#[cfg(test)]
mod test {
    use super::super::ast::ANON_FN_NAME;
    use super::super::error::ErrorKind;
    use super::super::lexer::Scanner;
    use super::super::parser::Parser;
    use super::*;
    use std::io::Cursor;

    fn parse_fn(s: &str) -> ast::Function {
        let mut p = Parser::new(Scanner::new(Cursor::new(s)));
        p.advance().unwrap();
        p.parse_definition().unwrap()
    }

    fn parse_top(s: &str) -> ast::Function {
        let mut p = Parser::new(Scanner::new(Cursor::new(s)));
        p.advance().unwrap();
        p.parse_top_level_expr().unwrap()
    }

    fn semantic_message(e: Error) -> String {
        match e.kind() {
            ErrorKind::Semantic(message) => message.clone(),
            other => panic!("not a semantic error: {:?}", other),
        }
    }

    #[test]
    fn test_codegen_func() {
        let mut state = SessionState::new();
        let mut module = Module::new("test");
        let fpm = PassManager::new();
        let f = CodeGen::new(&mut state, &mut module)
            .codegen_func(&parse_fn("fn sq(x) x*x"), &fpm)
            .unwrap()
            .to_string();

        assert_eq!(
            f,
            "define double @sq(double %x) {\n\
             entry:\n  \
             %multmp = fmul double %x, %x\n  \
             ret double %multmp\n\
             }\n"
        );
        assert!(state.prototype("sq").is_some());
    }

    #[test]
    fn test_comparison_widens() {
        let mut state = SessionState::new();
        let mut module = Module::new("test");
        let f = CodeGen::new(&mut state, &mut module)
            .codegen_func(&parse_fn("fn lt(a b) a < b"), &PassManager::new())
            .unwrap()
            .to_string();
        assert!(f.contains("%cmptmp = fcmp ult double %a, %b"));
        assert!(f.contains("%booltmp = uitofp i1 %cmptmp to double"));
    }

    #[test]
    fn test_conditional_blocks() {
        let mut state = SessionState::new();
        let mut module = Module::new("test");
        let mut cg = CodeGen::new(&mut state, &mut module);
        let f = cg
            .codegen_func(&parse_fn("fn pick(c) if c then 10 else 20"), &PassManager::new())
            .unwrap();

        assert_eq!(f.blocks.len(), 4);
        assert!(f
            .to_string()
            .contains("%iftmp = phi double [ 10.0, %then ], [ 20.0, %else ]"));
    }

    #[test]
    fn test_unknown_variable() {
        let mut state = SessionState::new();
        let mut module = Module::new("test");
        let e = CodeGen::new(&mut state, &mut module)
            .codegen_func(&parse_fn("fn f(x) y"), &PassManager::new())
            .unwrap_err();
        assert_eq!(semantic_message(e), "unknown variable name 'y'");

        // Nothing of the failed definition survives.
        assert!(module.get_function("f").is_none());
        assert!(state.prototype("f").is_none());
    }

    #[test]
    fn test_unknown_function() {
        let mut state = SessionState::new();
        let mut module = Module::new("test");
        let e = CodeGen::new(&mut state, &mut module)
            .codegen_func(&parse_top("nope(1)"), &PassManager::new())
            .unwrap_err();
        assert_eq!(semantic_message(e), "unknown function referenced: 'nope'");
        assert!(module.get_function(ANON_FN_NAME).is_none());
    }

    #[test]
    fn test_argument_count() {
        let mut state = SessionState::new();
        let mut module = Module::new("test");
        let fpm = PassManager::new();
        let mut cg = CodeGen::new(&mut state, &mut module);
        cg.codegen_func(&parse_fn("fn sq(x) x*x"), &fpm).unwrap();
        let e = cg.codegen_func(&parse_top("sq(1, 2)"), &fpm).unwrap_err();
        assert_eq!(
            semantic_message(e),
            "incorrect number of arguments passed to 'sq': expected 1, found 2"
        );
    }

    #[test]
    fn test_invalid_operator() {
        let mut state = SessionState::new();
        let mut module = Module::new("test");
        let func = ast::Function::anonymous(Expr::Binary(
            '%',
            Box::new(Expr::Number(1.0)),
            Box::new(Expr::Number(2.0)),
        ));
        let e = CodeGen::new(&mut state, &mut module)
            .codegen_func(&func, &PassManager::new())
            .unwrap_err();
        assert_eq!(semantic_message(e), "invalid binary operator '%'");
    }

    #[test]
    fn test_duplicate_params_last_wins() {
        let mut state = SessionState::new();
        let mut module = Module::new("test");
        let mut cg = CodeGen::new(&mut state, &mut module);
        let f = cg
            .codegen_func(&parse_fn("fn f(a b a) a"), &PassManager::new())
            .unwrap();
        assert_eq!(f.arity(), 3);
        assert_eq!(
            f.blocks[0].terminator,
            Some(ir::Terminator::Ret(Value::Param(2)))
        );
    }

    #[test]
    fn test_prototype_declared_on_demand() {
        let mut state = SessionState::new();
        let mut persistent = Module::new("persistent");
        let fpm = PassManager::new();
        CodeGen::new(&mut state, &mut persistent)
            .codegen_func(&parse_fn("fn sq(x) x*x"), &fpm)
            .unwrap();

        let mut unit = Module::new("unit");
        CodeGen::new(&mut state, &mut unit)
            .codegen_func(&parse_top("sq(5)"), &fpm)
            .unwrap();
        let sq = unit.get_function("sq").unwrap();
        assert!(sq.is_declaration());
        assert_eq!(sq.arity(), 1);
    }

    #[test]
    fn test_recursive_definition() {
        let mut state = SessionState::new();
        let mut module = Module::new("test");
        let mut cg = CodeGen::new(&mut state, &mut module);
        let f = cg
            .codegen_func(
                &parse_fn("fn fib(n) if n < 2 then n else fib(n-1) + fib(n-2)"),
                &PassManager::with_default_passes(),
            )
            .unwrap();
        assert!(!f.is_declaration());
        assert_eq!(module.functions().len(), 1);
    }

    #[test]
    fn test_failed_redefinition_keeps_old() {
        let mut state = SessionState::new();
        let mut module = Module::new("test");
        let fpm = PassManager::new();
        let mut cg = CodeGen::new(&mut state, &mut module);
        cg.codegen_func(&parse_fn("fn f(x) x+1"), &fpm).unwrap();
        assert!(cg.codegen_func(&parse_fn("fn f(x y) z"), &fpm).is_err());

        let f = module.get_function("f").unwrap();
        assert!(!f.is_declaration());
        assert_eq!(f.arity(), 1);
        assert_eq!(state.prototype("f").map(Prototype::arity), Some(1));
    }

    #[test]
    fn test_extern() {
        let mut state = SessionState::new();
        let mut module = Module::new("test");
        let fpm = PassManager::new();
        let mut cg = CodeGen::new(&mut state, &mut module);
        let decl = cg
            .codegen_extern(&Prototype::new("foo", vec!["a".to_owned()]))
            .unwrap();
        assert_eq!(decl.to_string(), "declare double @foo(double %a)\n");

        cg.codegen_func(&parse_fn("fn bar(x) foo(x) + 1"), &fpm).unwrap();
        cg.codegen_func(&parse_fn("fn foo(a) a*2"), &fpm).unwrap();
        assert!(!module.get_function("foo").unwrap().is_declaration());

        let mut cg = CodeGen::new(&mut state, &mut module);
        let e = cg
            .codegen_extern(&Prototype::new("foo", vec![]))
            .unwrap_err();
        assert_eq!(
            semantic_message(e),
            "function 'foo' is already defined with 1 arguments"
        );
    }
}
——
Would you restate each line of the material above word for word?

#[cfg(test)]
mod test {
    use super::super::ast::ANON_FN_NAME;
    use super::super::error::ErrorKind;
    use super::super::lexer::Scanner;
    use super::super::parser::Parser;
    use super::*;
    use std::io::Cursor;

    fn parse_fn(s: &str) -> ast::Function {
        let mut p = Parser::new(Scanner::new(Cursor::new(s)));
        p.advance().unwrap();
        p.parse_definition().unwrap()
    }

    fn parse_top(s: &str) -> ast::Function {
        let mut p = Parser::new(Scanner::new(Cursor::new(s)));
        p.advance().unwrap();
        p.parse_top_level_expr().unwrap()
    }

    fn semantic_message(e: Error) -> String {
        match e.kind() {
            ErrorKind::Semantic(message) => message.clone(),
            other => panic!("not a semantic error: {:?}", other),
        }
    }

    #[test]
    fn test_codegen_func() {
        let mut state = SessionState::new();
        let mut module = Module::new("test");
        let fpm = PassManager::new();
        let f = CodeGen::new(&mut state, &mut module)
            .codegen_func(&parse_fn("fn sq(x) x*x"), &fpm)
            .unwrap()
            .to_string();

        assert_eq!(
            f,
            "define double @sq(double %x) {\n\
             entry:\n  \
             %multmp = fmul double %x, %x\n  \
             ret double %multmp\n\
             }\n"
        );
        assert!(state.prototype("sq").is_some());
    }

    #[test]
    fn test_comparison_widens() {
        let mut state = SessionState::new();
        let mut module = Module::new("test");
        let f = CodeGen::new(&mut state, &mut module)
            .codegen_func(&parse_fn("fn lt(a b) a < b"), &PassManager::new())
            .unwrap()
            .to_string();
        assert!(f.contains("%cmptmp = fcmp ult double %a, %b"));
        assert!(f.contains("%booltmp = uitofp i1 %cmptmp to double"));
    }

    #[test]
    fn test_conditional_blocks() {
        let mut state = SessionState::new();
        let mut module = Module::new("test");
        let mut cg = CodeGen::new(&mut state, &mut module);
        let f = cg
            .codegen_func(&parse_fn("fn pick(c) if c then 10 else 20"), &PassManager::new())
            .unwrap();

        assert_eq!(f.blocks.len(), 4);
        assert!(f
            .to_string()
            .contains("%iftmp = phi double [ 10.0, %then ], [ 20.0, %else ]"));
    }

    #[test]
    fn test_unknown_variable() {
        let mut state = SessionState::new();
        let mut module = Module::new("test");
        let e = CodeGen::new(&mut state, &mut module)
            .codegen_func(&parse_fn("fn f(x) y"), &PassManager::new())
            .unwrap_err();
        assert_eq!(semantic_message(e), "unknown variable name 'y'");

        // Nothing of the failed definition survives.
        assert!(module.get_function("f").is_none());
        assert!(state.prototype("f").is_none());
    }

    #[test]
    fn test_unknown_function() {
        let mut state = SessionState::new();
        let mut module = Module::new("test");
        let e = CodeGen::new(&mut state, &mut module)
            .codegen_func(&parse_top("nope(1)"), &PassManager::new())
            .unwrap_err();
        assert_eq!(semantic_message(e), "unknown function referenced: 'nope'");
        assert!(module.get_function(ANON_FN_NAME).is_none());
    }

    #[test]
    fn test_argument_count() {
        let mut state = SessionState::new();
        let mut module = Module::new("test");
        let fpm = PassManager::new();
        let mut cg = CodeGen::new(&mut state, &mut module);
        cg.codegen_func(&parse_fn("fn sq(x) x*x"), &fpm).unwrap();
        let e = cg.codegen_func(&parse_top("sq(1, 2)"), &fpm).unwrap_err();
        assert_eq!(
            semantic_message(e),
            "incorrect number of arguments passed to 'sq': expected 1, found 2"
        );
    }

    #[test]
    fn test_invalid_operator() {
        let mut state = SessionState::new();
        let mut module = Module::new("test");
        let func = ast::Function::anonymous(Expr::Binary(
            '%',
            Box::new(Expr::Number(1.0)),
            Box::new(Expr::Number(2.0)),
        ));
        let e = CodeGen::new(&mut state, &mut module)
            .codegen_func(&func, &PassManager::new())
            .unwrap_err();
        assert_eq!(semantic_message(e), "invalid binary operator '%'");
    }

    #[test]
    fn test_duplicate_params_last_wins() {
        let mut state = SessionState::new();
        let mut module = Module::new("test");
        let mut cg = CodeGen::new(&mut state, &mut module);
        let f = cg
            .codegen_func(&parse_fn("fn f(a b a) a"), &PassManager::new())
            .unwrap();
        assert_eq!(f.arity(), 3);
        assert_eq!(
            f.blocks[0].terminator,
            Some(ir::Terminator::Ret(Value::Param(2)))
        );
    }

    #[test]
    fn test_prototype_declared_on_demand() {
        let mut state = SessionState::new();
        let mut persistent = Module::new("persistent");
        let fpm = PassManager::new();
        CodeGen::new(&mut state, &mut persistent)
            .codegen_func(&parse_fn("fn sq(x) x*x"), &fpm)
            .unwrap();

        let mut unit = Module::new("unit");
        CodeGen::new(&mut state, &mut unit)
            .codegen_func(&parse_top("sq(5)"), &fpm)
            .unwrap();
        let sq = unit.get_function("sq").unwrap();
        assert!(sq.is_declaration());
        assert_eq!(sq.arity(), 1);
    }

    #[test]
    fn test_recursive_definition() {
        let mut state = SessionState::new();
        let mut module = Module::new("test");
        let mut cg = CodeGen::new(&mut state, &mut module);
        let f = cg
            .codegen_func(
                &parse_fn("fn fib(n) if n < 2 then n else fib(n-1) + fib(n-2)"),
                &PassManager::with_default_passes(),
            )
            .unwrap();
        assert!(!f.is_declaration());
        assert_eq!(module.functions().len(), 1);
    }

    #[test]
    fn test_failed_redefinition_keeps_old() {
        let mut state = SessionState::new();
        let mut module = Module::new("test");
        let fpm = PassManager::new();
        let mut cg = CodeGen::new(&mut state, &mut module);
        cg.codegen_func(&parse_fn("fn f(x) x+1"), &fpm).unwrap();
        assert!(cg.codegen_func(&parse_fn("fn f(x y) z"), &fpm).is_err());

        let f = module.get_function("f").unwrap();
        assert!(!f.is_declaration());
        assert_eq!(f.arity(), 1);
        assert_eq!(state.prototype("f").map(Prototype::arity), Some(1));
    }

    #[test]
    fn test_extern() {
        let mut state = SessionState::new();
        let mut module = Module::new("test");
        let fpm = PassManager::new();
        let mut cg = CodeGen::new(&mut state, &mut module);
        let decl = cg
            .codegen_extern(&Prototype::new("foo", vec!["a".to_owned()]))
            .unwrap();
        assert_eq!(decl.to_string(), "declare double @foo(double %a)\n");

        cg.codegen_func(&parse_fn("fn bar(x) foo(x) + 1"), &fpm).unwrap();
        cg.codegen_func(&parse_fn("fn foo(a) a*2"), &fpm).unwrap();
        assert!(!module.get_function("foo").unwrap().is_declaration());

        let mut cg = CodeGen::new(&mut state, &mut module);
        let e = cg
            .codegen_extern(&Prototype::new("foo", vec![]))
            .unwrap_err();
        assert_eq!(
            semantic_message(e),
            "function 'foo' is already defined with 1 arguments"
        );
    }
}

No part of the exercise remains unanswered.